6. If a standalone (i.e. algorithm only without human-in-the-loop performance) was done
Not applicable. The devices are imaging systems with a human operator (surgeon) in the loop for visualization.
7. The type of ground truth used (expert consensus, pathology, outcomes data, etc)
Not explicitly stated in this document. Given that this is a labeling change based on an existing device, the "ground truth" for its original clearance (K210918) would likely have been established through a combination of clinical observation during surgical procedures using ICG, potentially corroborated by other intraoperative imaging methods or anatomical knowledge, to confirm accurate visualization of vessels, blood flow, and bile ducts. For the new indication (lymphatic system visualization), it relies on the known biological interaction of ICG with the lymphatic system when administered interstitially, and the device's ability to image this fluorescence.
8. The sample size for the training set
Not applicable. This submission relates to a labeling change for an already cleared device, not the development of a new algorithm requiring a training set.
9. How the ground truth for the training set was established
Not applicable, as no new training set is described in this document.
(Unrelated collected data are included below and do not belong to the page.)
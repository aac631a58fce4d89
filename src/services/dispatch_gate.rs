use crate::debug_if_enabled;
use crate::events::{DispatchRequest, SwipeDirection};
use parking_lot::Mutex;
use std::time::{Duration, Instant};
use tokio::sync::mpsc;
use tracing::{info, warn};

/// Общее состояние гейта: время последнего запуска и канал к воркеру
#[derive(Debug)]
struct DispatchRecord {
    last_dispatch: Option<Instant>,
    sender: Option<mpsc::UnboundedSender<DispatchRequest>>,
}

/// Пропускает не более одного запуска обработчика за период тишины.
/// Проверка и обновление `last_dispatch` выполняются под одной блокировкой.
pub struct DispatchGate {
    quiet_period: Duration,
    record: Mutex<DispatchRecord>,
}

impl DispatchGate {
    pub fn new(quiet_period: Duration, sender: mpsc::UnboundedSender<DispatchRequest>) -> Self {
        info!("Инициализация DispatchGate (период тишины: {}мс)", quiet_period.as_millis());
        Self {
            quiet_period,
            record: Mutex::new(DispatchRecord {
                last_dispatch: None,
                sender: Some(sender),
            }),
        }
    }

    /// Гейт вместе с приёмником для HandlerInvoker
    pub fn channel(quiet_period: Duration) -> (Self, mpsc::UnboundedReceiver<DispatchRequest>) {
        let (sender, receiver) = mpsc::unbounded_channel();
        (Self::new(quiet_period, sender), receiver)
    }

    pub fn try_dispatch(&self, direction: SwipeDirection) -> bool {
        self.try_dispatch_at(direction, Instant::now())
    }

    pub fn try_dispatch_at(&self, direction: SwipeDirection, now: Instant) -> bool {
        let mut record = self.record.lock();

        if let Some(last) = record.last_dispatch {
            let elapsed = now.saturating_duration_since(last);
            if elapsed < self.quiet_period {
                debug_if_enabled!(
                    "Свайп {} подавлен: прошло {}мс из {}мс тишины",
                    direction,
                    elapsed.as_millis(),
                    self.quiet_period.as_millis()
                );
                return false;
            }
        }

        let Some(sender) = record.sender.as_ref() else {
            debug_if_enabled!("Гейт закрыт - свайп {} не отправлен", direction);
            return false;
        };

        // Неограниченный канал: отправка никогда не блокирует путь обработки кадров
        if sender.send(DispatchRequest::new(direction, now)).is_err() {
            warn!("Воркер обработчика остановлен - свайп {} потерян", direction);
            return false;
        }

        record.last_dispatch = Some(now);
        true
    }

    #[allow(dead_code)]
    pub fn last_dispatch(&self) -> Option<Instant> {
        self.record.lock().last_dispatch
    }

    /// Закрыть канал: воркер дообработает очередь и завершится
    pub fn close(&self) {
        if self.record.lock().sender.take().is_some() {
            info!("DispatchGate закрыт");
        }
    }
}
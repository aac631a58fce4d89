use crate::config::DispatchConfig;
use crate::debug_if_enabled;
use crate::events::DispatchRequest;
use std::path::{Path, PathBuf};
use std::process::Stdio;
use tokio::process::Command;
use tokio::sync::mpsc;
use tokio::task::JoinSet;
use tracing::{error, info, warn};

/// Итог работы воркера (для логов при завершении и тестов)
#[derive(Debug, Default, Clone, Copy, PartialEq, Eq)]
pub struct InvokerStats {
    pub received: usize,
    pub spawned: usize,
    pub spawn_failed: usize,
    pub exit_failed: usize,
}

#[derive(Debug, Clone, Copy, PartialEq, Eq)]
enum ChildOutcome {
    Success,
    Failed,
}

/// Воркер, который запускает скрипт-обработчик вне пути обработки кадров.
/// Ошибки запуска и ненулевые коды выхода только логируются, повторов нет.
pub struct HandlerInvoker {
    script_path: Option<PathBuf>,
    receiver: mpsc::UnboundedReceiver<DispatchRequest>,
    dry_run: bool,
}

impl HandlerInvoker {
    pub fn new(
        config: &DispatchConfig,
        receiver: mpsc::UnboundedReceiver<DispatchRequest>,
        dry_run: bool,
    ) -> Self {
        info!("Инициализация HandlerInvoker (dry_run: {})", dry_run);

        let script_path = match config.script_path.as_deref() {
            Some(path) if path.exists() => {
                info!("Скрипт-обработчик найден: {}", path.display());
                Some(path.to_path_buf())
            }
            Some(path) => {
                info!(
                    "Скрипт {} не найден - свайпы будут только логироваться",
                    path.display()
                );
                None
            }
            None => {
                info!("Скрипт-обработчик не настроен - свайпы будут только логироваться");
                None
            }
        };

        Self {
            script_path,
            receiver,
            dry_run,
        }
    }

    #[allow(dead_code)]
    pub fn script_path(&self) -> Option<&Path> {
        self.script_path.as_deref()
    }

    /// Обрабатывать запросы, пока канал открыт; затем дождаться всех запущенных процессов
    pub async fn run(mut self) -> InvokerStats {
        info!("HandlerInvoker запущен");

        let mut stats = InvokerStats::default();
        let mut children: JoinSet<ChildOutcome> = JoinSet::new();

        while let Some(request) = self.receiver.recv().await {
            stats.received += 1;
            self.invoke(&request, &mut children, &mut stats);

            // Забираем уже завершившиеся процессы, чтобы набор не рос
            while let Some(outcome) = children.try_join_next() {
                Self::record_outcome(outcome, &mut stats);
            }
        }

        while let Some(outcome) = children.join_next().await {
            Self::record_outcome(outcome, &mut stats);
        }

        info!(
            "HandlerInvoker завершён: получено {}, запущено {}, ошибок запуска {}, ошибок выполнения {}",
            stats.received, stats.spawned, stats.spawn_failed, stats.exit_failed
        );
        stats
    }

    fn invoke(
        &self,
        request: &DispatchRequest,
        children: &mut JoinSet<ChildOutcome>,
        stats: &mut InvokerStats,
    ) {
        let direction = request.direction.as_arg();

        let Some(script) = self.script_path.as_ref() else {
            info!("swipe {}", direction);
            return;
        };

        if self.dry_run {
            info!("[DRY RUN] {} {}", script.display(), direction);
            return;
        }

        debug_if_enabled!(
            "Запуск: {} {} (задержка {}мс)",
            script.display(),
            direction,
            request.timestamp.elapsed().as_millis()
        );

        let spawned = Command::new(script)
            .arg(direction)
            .stdin(Stdio::null())
            .kill_on_drop(false)
            .spawn();

        match spawned {
            Ok(mut child) => {
                stats.spawned += 1;
                let script = script.display().to_string();
                children.spawn(async move {
                    match child.wait().await {
                        Ok(status) if status.success() => {
                            debug_if_enabled!("Скрипт {} {} завершился успешно", script, direction);
                            ChildOutcome::Success
                        }
                        Ok(status) => {
                            warn!("Скрипт {} {} завершился с {}", script, direction, status);
                            ChildOutcome::Failed
                        }
                        Err(e) => {
                            error!("Не удалось дождаться скрипта {}: {}", script, e);
                            ChildOutcome::Failed
                        }
                    }
                });
            }
            Err(e) => {
                stats.spawn_failed += 1;
                error!("Не удалось запустить скрипт '{}': {}", script.display(), e);
            }
        }
    }

    fn record_outcome(
        outcome: Result<ChildOutcome, tokio::task::JoinError>,
        stats: &mut InvokerStats,
    ) {
        match outcome {
            Ok(ChildOutcome::Success) => {}
            Ok(ChildOutcome::Failed) => stats.exit_failed += 1,
            Err(e) => {
                stats.exit_failed += 1;
                error!("Задача ожидания скрипта прервана: {}", e);
            }
        }
    }
}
§ 876.1500 Endoscope and accessories.
(a)
Identification. An endoscope and accessories is a device used to provide access, illumination, and allow observation or manipulation of body cavities, hollow organs, and canals. The device consists of various rigid or flexible instruments that are inserted into body spaces and may include an optical system for conveying an image to the user's eye and their accessories may assist in gaining access or increase the versatility and augment the capabilities of the devices. Examples of devices that are within this generic type of device include cleaning accessories for endoscopes, photographic accessories for endoscopes, nonpowered anoscopes, binolcular attachments for endoscopes, pocket battery boxes, flexible or rigid choledochoscopes, colonoscopes, diagnostic cystoscopes, cystourethroscopes, enteroscopes, esophagogastroduodenoscopes, rigid esophagoscopes, fiberoptic illuminators for endoscopes, incandescent endoscope lamps, biliary pancreatoscopes, proctoscopes, resectoscopes, nephroscopes, sigmoidoscopes, ureteroscopes, urethroscopes, endomagnetic retrievers, cytology brushes for endoscopes, and lubricating jelly for transurethral surgical instruments. This section does not apply to endoscopes that have specialized uses in other medical specialty areas and that are covered by classification regulations in other parts of the device classification regulations.(b)
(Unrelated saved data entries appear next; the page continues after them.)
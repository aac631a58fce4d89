mod dry_trackpad_listener;
mod mt_decoder;
mod trackpad_listener;
mod r#trait;

#[cfg(test)]
pub use self::dry_trackpad_listener::synthetic_swipe;
pub use self::r#trait::create_trackpad_listener;
use crate::error::Result;
use crate::events::{Frame, Position, SwipeDirection};
use crate::services::GesturePipeline;
use std::time::Duration;
use tokio::time::{interval, Instant};
use tracing::info;

use super::r#trait::TrackpadListenerTrait;

const FINGER_OFFSETS: [(i32, f32, f32); 3] = [(1, -0.10, 0.00), (2, 0.00, -0.03), (3, 0.10, 0.02)];
const SWIPE_STEPS: u64 = 8;
const SWIPE_TRAVEL: f32 = 0.30;

/// Кадры свайпа тремя пальцами: касания с разницей 2мс, восемь шагов по 10мс, общий отрыв
pub fn synthetic_swipe(direction: SwipeDirection, start: Duration) -> Vec<Frame> {
    let unit = match direction {
        SwipeDirection::Left => Position::new(-1.0, 0.0),
        SwipeDirection::Right => Position::new(1.0, 0.0),
        SwipeDirection::Up => Position::new(0.0, -1.0),
        SwipeDirection::Down => Position::new(0.0, 1.0),
    };
    let center = Position::new(0.5, 0.5) - unit.scale(SWIPE_TRAVEL / 2.0);
    let at = |ms: u64| start + Duration::from_millis(ms);

    let mut frames = Vec::new();

    for touched in 1..=FINGER_OFFSETS.len() {
        let mut frame = Frame::new(at(2 * (touched as u64 - 1)));
        for (id, ox, oy) in &FINGER_OFFSETS[..touched] {
            frame = frame.with_contact(*id, center.x + ox, center.y + oy);
        }
        frames.push(frame);
    }

    for step in 1..=SWIPE_STEPS {
        let shift = unit.scale(SWIPE_TRAVEL * step as f32 / SWIPE_STEPS as f32);
        let mut frame = Frame::new(at(10 * step));
        for (id, ox, oy) in &FINGER_OFFSETS {
            frame = frame.with_contact(*id, center.x + shift.x + ox, center.y + shift.y + oy);
        }
        frames.push(frame);
    }

    frames.push(Frame::new(at(10 * (SWIPE_STEPS + 1))));
    frames
}

pub struct DryRunTrackpadListener {
    pipeline: GesturePipeline,
    period: Duration,
}

impl DryRunTrackpadListener {
    pub fn new(pipeline: GesturePipeline) -> Result<Self> {
        info!("Инициализация DryRunTrackpadListener");
        Ok(Self {
            pipeline,
            period: Duration::from_secs(5),
        })
    }

    async fn run_impl(mut self) -> Result<()> {
        info!("Dry-run режим - TrackpadListener работает в режиме эмуляции");

        let started = Instant::now();
        let mut ticker = interval(self.period);
        let mut index = 0;

        loop {
            ticker.tick().await;

            let direction = SwipeDirection::ALL[index % SwipeDirection::ALL.len()];
            info!("Dry-run: эмулируем свайп {}", direction);

            for frame in synthetic_swipe(direction, started.elapsed()) {
                self.pipeline.process_frame(&frame);
            }

            index += 1;
        }
    }
}

#[async_trait::async_trait]
impl TrackpadListenerTrait for DryRunTrackpadListener {
    async fn run(self: Box<Self>) -> Result<()> {
        (*self).run_impl().await
    }
}
use super::contact::{ContactId, Position};
use std::fmt;
use std::time::Duration;

/// Событие жизненного цикла пальца, которое выдаёт ContactTracker
#[derive(Debug, Clone, Copy, PartialEq)]
pub enum FingerEvent {
    Started {
        id: ContactId,
        position: Position,
        timestamp: Duration,
    },
    Moved {
        id: ContactId,
        position: Position,
        timestamp: Duration,
    },
    Ended {
        id: ContactId,
        position: Position,
        timestamp: Duration,
    },
}

impl FingerEvent {
    #[allow(dead_code)]
    pub fn id(&self) -> ContactId {
        match self {
            FingerEvent::Started { id, .. }
            | FingerEvent::Moved { id, .. }
            | FingerEvent::Ended { id, .. } => *id,
        }
    }

    pub fn timestamp(&self) -> Duration {
        match self {
            FingerEvent::Started { timestamp, .. }
            | FingerEvent::Moved { timestamp, .. }
            | FingerEvent::Ended { timestamp, .. } => *timestamp,
        }
    }
}

impl fmt::Display for FingerEvent {
    fn fmt(&self, f: &mut fmt::Formatter<'_>) -> fmt::Result {
        let (kind, id, position, timestamp) = match self {
            FingerEvent::Started { id, position, timestamp } => ("start", id, position, timestamp),
            FingerEvent::Moved { id, position, timestamp } => ("move", id, position, timestamp),
            FingerEvent::Ended { id, position, timestamp } => ("end", id, position, timestamp),
        };
        write!(f, "{} #{} {} @{}мс", kind, id, position, timestamp.as_millis())
    }
}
Classification —(1)Class II (special controls). The device, when it is an endoscope disinfectant basin, which consists solely of a container that holds disinfectant and endoscopes and accessories; an endoscopic magnetic retriever intended for single use; sterile scissors for cystoscope intended for single use; a disposable, non-powered endoscopic grasping/cutting instrument intended for single use; a diagnostic incandescent light source; a fiberoptic photographic light source; a routine fiberoptic light source; an endoscopic sponge carrier; a xenon arc endoscope light source; an endoscope transformer; an LED light source; or a gastroenterology-urology endoscopic guidewire, is exempt from the premarket notification procedures in subpart E of part 807 of this chapter subject to the limitations in § 876.9.(2) Class I for the photographic accessories for endoscope, miscellaneous bulb adapter for endoscope, binocular attachment for endoscope, eyepiece attachment for prescription lens, teaching attachment, inflation bulb, measuring device for panendoscope, photographic equipment for physiologic function monitor, special lens instrument for endoscope, smoke removal tube, rechargeable battery box, pocket battery box, bite block for endoscope, and cleaning brush for endoscope. The devices subject to this paragraph (b)(2) are exempt from the premarket notification procedures in subpart E of part 807of this chapter, subject to the limitations in § 876.9.